INSTRUCTIONS TO FOLLOW: Looking at the entries below, state how many lines contain the word "recorded". Give the number alone.

Data excerpts:
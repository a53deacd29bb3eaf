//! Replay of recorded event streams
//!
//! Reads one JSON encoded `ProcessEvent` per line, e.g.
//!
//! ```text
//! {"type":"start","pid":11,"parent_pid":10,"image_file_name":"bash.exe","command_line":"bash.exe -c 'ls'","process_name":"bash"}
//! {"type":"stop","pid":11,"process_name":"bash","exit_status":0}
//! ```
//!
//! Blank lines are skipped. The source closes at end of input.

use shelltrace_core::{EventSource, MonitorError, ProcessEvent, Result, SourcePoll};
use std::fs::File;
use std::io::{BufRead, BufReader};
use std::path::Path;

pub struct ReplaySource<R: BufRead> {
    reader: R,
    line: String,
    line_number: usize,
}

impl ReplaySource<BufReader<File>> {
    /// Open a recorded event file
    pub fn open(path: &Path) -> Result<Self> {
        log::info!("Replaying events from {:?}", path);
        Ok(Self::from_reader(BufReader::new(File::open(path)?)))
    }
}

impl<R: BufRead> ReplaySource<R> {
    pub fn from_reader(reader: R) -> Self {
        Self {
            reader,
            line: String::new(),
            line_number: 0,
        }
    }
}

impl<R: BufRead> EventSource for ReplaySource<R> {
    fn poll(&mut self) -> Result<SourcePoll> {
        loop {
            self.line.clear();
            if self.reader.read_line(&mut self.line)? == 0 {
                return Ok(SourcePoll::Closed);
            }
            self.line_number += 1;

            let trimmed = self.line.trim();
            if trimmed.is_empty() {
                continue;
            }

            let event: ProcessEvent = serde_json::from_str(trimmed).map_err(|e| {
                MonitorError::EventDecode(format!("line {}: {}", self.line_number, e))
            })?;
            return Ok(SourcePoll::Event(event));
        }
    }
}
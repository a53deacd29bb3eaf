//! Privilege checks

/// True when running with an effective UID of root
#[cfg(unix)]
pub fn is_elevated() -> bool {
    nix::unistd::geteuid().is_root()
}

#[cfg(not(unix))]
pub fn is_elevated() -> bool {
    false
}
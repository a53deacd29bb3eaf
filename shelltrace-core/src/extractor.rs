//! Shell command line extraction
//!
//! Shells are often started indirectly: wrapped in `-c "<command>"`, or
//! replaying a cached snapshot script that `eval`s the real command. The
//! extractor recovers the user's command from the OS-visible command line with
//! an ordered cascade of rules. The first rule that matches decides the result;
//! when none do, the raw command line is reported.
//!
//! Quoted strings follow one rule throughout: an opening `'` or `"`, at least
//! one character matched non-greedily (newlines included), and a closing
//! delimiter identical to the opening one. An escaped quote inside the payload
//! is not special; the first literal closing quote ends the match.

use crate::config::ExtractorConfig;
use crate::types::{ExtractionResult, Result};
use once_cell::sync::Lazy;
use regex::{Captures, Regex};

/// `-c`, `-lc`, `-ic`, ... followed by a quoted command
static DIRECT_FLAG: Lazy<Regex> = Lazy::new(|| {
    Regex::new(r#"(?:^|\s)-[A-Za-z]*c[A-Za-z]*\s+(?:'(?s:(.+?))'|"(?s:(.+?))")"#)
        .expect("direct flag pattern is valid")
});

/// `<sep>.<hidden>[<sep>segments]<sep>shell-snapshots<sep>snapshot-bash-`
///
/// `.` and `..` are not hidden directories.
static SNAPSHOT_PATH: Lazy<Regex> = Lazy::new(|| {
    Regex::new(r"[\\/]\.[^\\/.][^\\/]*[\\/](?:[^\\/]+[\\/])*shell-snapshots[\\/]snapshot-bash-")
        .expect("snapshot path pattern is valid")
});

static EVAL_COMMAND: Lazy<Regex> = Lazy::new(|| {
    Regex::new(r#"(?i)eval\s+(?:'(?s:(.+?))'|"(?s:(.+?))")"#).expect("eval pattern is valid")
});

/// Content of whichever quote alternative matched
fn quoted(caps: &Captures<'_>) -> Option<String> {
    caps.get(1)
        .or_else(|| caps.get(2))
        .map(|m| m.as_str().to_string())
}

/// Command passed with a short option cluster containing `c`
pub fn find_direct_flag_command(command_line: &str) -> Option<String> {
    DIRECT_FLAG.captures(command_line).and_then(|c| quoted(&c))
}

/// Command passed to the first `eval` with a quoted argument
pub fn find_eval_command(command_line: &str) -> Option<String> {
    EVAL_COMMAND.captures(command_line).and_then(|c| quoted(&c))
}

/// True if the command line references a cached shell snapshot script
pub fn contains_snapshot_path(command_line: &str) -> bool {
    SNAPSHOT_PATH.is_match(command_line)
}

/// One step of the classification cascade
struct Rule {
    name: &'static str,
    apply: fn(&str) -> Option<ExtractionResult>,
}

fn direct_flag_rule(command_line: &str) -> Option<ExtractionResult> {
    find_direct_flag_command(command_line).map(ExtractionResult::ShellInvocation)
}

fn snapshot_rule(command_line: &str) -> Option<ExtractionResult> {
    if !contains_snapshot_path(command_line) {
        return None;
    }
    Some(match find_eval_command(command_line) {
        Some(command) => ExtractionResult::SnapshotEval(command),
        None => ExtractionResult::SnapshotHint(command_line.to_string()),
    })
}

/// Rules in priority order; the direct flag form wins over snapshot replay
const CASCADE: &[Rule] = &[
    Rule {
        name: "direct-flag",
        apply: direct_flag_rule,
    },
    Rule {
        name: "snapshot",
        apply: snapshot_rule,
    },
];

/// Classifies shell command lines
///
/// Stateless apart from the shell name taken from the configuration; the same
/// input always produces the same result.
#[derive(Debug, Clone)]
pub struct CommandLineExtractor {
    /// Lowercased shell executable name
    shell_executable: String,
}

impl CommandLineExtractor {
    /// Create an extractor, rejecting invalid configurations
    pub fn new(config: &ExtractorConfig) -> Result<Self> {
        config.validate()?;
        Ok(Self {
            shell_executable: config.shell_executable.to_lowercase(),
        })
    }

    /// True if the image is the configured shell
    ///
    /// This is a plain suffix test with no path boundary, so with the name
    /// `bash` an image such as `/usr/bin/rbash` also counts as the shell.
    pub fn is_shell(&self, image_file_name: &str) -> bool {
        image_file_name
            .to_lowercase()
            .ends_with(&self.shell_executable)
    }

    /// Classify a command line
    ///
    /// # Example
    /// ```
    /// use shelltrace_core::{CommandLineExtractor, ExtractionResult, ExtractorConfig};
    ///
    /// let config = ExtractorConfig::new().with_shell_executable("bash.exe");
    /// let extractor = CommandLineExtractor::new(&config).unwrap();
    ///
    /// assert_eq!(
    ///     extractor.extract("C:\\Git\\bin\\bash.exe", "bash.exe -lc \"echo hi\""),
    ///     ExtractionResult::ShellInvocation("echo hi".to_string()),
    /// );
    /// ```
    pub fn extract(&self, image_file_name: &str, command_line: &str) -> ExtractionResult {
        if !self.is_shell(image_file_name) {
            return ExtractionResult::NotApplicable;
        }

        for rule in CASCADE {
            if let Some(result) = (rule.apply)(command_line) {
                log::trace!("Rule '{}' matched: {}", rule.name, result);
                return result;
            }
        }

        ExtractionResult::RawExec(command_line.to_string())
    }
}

--

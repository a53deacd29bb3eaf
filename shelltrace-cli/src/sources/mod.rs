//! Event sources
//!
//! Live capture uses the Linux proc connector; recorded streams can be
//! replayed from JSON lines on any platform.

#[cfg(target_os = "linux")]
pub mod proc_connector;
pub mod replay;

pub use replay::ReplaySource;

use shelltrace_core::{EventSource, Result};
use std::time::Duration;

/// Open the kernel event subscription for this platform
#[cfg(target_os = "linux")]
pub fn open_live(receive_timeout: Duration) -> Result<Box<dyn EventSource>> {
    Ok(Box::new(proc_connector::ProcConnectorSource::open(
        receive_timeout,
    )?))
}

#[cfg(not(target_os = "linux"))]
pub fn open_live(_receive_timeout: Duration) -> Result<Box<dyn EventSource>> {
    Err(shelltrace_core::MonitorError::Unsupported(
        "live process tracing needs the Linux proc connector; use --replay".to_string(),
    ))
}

==

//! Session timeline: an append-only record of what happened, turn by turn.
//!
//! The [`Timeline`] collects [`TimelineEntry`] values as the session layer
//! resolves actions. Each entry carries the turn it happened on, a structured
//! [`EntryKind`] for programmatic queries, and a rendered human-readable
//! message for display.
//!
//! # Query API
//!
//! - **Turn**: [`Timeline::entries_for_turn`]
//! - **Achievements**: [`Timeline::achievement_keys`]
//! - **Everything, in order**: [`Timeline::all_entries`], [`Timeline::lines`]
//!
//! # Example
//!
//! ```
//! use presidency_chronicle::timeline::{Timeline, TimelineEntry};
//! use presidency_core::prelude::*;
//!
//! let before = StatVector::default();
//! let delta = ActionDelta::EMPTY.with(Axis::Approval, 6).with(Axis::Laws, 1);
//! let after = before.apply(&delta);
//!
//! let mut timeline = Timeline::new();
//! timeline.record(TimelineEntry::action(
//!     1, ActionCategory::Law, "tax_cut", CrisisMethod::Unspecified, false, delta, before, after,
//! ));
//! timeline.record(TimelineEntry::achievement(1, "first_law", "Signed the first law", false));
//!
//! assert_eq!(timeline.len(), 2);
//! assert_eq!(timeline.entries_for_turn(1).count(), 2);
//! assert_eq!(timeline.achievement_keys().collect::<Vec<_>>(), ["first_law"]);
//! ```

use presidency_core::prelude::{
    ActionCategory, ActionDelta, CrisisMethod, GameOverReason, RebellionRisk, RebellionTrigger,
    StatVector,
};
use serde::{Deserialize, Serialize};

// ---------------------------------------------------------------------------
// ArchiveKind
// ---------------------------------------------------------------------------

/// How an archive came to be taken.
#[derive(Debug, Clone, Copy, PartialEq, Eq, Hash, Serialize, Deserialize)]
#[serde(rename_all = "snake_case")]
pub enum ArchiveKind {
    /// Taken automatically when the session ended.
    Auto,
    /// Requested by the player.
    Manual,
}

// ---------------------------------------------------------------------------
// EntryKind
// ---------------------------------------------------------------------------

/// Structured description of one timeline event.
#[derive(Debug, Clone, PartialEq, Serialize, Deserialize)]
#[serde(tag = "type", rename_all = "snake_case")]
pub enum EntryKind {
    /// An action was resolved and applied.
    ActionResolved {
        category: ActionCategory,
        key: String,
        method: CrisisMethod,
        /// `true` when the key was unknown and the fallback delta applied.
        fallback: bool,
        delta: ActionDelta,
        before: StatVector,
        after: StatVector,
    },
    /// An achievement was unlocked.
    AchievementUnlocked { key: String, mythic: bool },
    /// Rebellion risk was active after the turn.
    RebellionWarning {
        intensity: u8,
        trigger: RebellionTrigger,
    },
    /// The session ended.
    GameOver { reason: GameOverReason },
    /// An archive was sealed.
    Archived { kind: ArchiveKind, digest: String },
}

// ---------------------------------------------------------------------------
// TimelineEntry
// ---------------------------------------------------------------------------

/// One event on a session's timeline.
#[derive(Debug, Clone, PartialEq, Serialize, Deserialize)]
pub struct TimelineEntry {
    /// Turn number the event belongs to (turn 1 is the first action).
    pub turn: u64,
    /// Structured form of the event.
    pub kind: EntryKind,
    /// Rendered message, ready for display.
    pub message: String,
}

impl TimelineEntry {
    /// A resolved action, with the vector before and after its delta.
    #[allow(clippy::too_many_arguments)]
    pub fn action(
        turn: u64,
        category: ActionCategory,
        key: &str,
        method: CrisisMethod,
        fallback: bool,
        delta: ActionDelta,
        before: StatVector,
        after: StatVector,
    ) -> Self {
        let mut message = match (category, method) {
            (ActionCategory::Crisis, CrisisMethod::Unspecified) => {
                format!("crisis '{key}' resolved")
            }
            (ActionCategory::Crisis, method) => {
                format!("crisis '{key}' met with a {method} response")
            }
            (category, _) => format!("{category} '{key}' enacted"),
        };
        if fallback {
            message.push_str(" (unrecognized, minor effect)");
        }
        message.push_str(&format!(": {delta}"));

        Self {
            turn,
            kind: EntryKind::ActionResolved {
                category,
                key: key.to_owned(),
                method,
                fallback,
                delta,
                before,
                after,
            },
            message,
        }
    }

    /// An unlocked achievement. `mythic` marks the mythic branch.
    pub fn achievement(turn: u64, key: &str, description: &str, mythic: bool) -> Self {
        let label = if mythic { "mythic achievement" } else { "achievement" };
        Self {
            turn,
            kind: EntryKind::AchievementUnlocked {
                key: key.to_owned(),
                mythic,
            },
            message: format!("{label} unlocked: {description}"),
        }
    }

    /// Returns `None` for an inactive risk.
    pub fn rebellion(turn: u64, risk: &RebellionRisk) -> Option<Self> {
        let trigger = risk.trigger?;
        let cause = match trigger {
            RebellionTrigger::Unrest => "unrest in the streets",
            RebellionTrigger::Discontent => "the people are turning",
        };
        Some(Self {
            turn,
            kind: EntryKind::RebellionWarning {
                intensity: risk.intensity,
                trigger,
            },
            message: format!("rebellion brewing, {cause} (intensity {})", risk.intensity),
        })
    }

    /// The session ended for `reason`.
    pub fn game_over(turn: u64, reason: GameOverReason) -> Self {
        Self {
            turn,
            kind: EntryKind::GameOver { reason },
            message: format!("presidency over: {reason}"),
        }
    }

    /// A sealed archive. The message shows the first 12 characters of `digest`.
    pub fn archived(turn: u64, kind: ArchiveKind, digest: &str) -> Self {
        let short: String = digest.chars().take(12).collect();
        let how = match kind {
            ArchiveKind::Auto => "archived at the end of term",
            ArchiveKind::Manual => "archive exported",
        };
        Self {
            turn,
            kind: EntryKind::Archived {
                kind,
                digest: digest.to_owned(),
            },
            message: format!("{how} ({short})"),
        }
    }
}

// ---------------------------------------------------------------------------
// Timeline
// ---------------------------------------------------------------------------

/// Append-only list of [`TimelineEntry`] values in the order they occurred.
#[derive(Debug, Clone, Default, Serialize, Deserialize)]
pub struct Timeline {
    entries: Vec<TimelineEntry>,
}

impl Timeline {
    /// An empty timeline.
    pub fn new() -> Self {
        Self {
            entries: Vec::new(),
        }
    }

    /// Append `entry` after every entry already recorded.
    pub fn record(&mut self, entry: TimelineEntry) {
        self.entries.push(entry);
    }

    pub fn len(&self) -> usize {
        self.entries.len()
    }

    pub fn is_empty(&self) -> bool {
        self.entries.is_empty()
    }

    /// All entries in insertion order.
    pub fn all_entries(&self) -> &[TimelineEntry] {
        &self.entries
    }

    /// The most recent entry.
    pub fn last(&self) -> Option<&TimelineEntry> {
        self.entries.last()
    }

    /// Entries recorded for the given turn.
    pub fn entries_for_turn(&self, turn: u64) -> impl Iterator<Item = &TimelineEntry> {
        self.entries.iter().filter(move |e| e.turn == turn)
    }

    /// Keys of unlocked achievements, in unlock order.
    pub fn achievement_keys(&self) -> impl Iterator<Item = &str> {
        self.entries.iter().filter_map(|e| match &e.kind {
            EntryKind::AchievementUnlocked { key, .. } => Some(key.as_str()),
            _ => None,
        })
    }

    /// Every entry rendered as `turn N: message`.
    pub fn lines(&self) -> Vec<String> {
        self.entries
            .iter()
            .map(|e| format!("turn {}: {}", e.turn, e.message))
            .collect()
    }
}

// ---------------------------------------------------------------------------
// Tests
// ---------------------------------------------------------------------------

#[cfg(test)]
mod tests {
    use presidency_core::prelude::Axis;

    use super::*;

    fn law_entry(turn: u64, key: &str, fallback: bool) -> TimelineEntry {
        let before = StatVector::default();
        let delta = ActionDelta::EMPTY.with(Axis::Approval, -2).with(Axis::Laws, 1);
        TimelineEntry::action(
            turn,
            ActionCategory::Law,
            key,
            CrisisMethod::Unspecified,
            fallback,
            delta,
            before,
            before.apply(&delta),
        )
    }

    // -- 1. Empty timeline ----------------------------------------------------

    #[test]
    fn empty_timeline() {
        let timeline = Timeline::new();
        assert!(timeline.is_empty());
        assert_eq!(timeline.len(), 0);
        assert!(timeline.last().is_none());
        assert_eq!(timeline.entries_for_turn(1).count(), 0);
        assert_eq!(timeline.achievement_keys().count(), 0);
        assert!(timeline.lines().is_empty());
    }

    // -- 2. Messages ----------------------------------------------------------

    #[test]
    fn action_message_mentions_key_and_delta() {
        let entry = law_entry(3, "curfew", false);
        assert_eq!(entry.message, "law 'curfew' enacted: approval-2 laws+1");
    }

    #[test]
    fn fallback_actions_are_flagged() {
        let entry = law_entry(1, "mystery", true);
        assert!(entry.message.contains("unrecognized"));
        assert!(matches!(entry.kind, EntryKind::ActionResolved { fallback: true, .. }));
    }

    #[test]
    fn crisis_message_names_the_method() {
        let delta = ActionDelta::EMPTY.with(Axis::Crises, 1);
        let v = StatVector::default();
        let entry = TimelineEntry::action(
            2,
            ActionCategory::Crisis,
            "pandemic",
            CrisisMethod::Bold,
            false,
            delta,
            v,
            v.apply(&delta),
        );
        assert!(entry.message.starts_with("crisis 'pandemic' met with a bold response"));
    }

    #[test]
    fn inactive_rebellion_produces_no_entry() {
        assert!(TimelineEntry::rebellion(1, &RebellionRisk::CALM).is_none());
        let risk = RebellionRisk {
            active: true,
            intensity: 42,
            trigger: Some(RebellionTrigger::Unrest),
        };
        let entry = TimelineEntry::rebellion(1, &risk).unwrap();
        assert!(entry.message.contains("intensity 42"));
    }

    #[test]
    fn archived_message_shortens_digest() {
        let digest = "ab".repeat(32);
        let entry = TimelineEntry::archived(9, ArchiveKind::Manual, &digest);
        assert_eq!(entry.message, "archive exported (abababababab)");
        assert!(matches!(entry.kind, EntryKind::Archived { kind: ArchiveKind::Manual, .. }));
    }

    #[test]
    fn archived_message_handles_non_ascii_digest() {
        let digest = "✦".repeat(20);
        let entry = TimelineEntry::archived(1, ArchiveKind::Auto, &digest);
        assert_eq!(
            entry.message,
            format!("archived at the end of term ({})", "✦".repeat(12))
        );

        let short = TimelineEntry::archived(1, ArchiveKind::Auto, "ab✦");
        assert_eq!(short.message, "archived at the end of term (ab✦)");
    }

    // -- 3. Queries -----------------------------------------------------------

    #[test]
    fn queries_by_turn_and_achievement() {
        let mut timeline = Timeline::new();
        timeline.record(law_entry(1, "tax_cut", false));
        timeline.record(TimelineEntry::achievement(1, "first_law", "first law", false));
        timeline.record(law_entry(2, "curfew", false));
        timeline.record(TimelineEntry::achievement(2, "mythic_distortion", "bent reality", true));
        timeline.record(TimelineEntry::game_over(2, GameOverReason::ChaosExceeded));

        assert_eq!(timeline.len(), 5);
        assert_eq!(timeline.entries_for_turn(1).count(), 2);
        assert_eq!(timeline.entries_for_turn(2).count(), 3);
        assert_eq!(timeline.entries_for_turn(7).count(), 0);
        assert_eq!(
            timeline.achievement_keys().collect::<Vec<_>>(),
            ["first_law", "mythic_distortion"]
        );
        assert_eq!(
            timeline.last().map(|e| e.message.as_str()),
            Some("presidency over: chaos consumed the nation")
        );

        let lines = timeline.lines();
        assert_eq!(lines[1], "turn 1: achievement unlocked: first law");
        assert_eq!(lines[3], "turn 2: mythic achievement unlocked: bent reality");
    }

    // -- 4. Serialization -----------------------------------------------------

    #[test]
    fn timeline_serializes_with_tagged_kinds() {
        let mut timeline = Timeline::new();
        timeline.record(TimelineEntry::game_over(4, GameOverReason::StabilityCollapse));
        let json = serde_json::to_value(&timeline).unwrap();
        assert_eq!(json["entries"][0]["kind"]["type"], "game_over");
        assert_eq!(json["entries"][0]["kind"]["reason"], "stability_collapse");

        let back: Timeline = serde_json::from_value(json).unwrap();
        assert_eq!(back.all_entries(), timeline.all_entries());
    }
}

REPLY TO THE EXERCISE: 5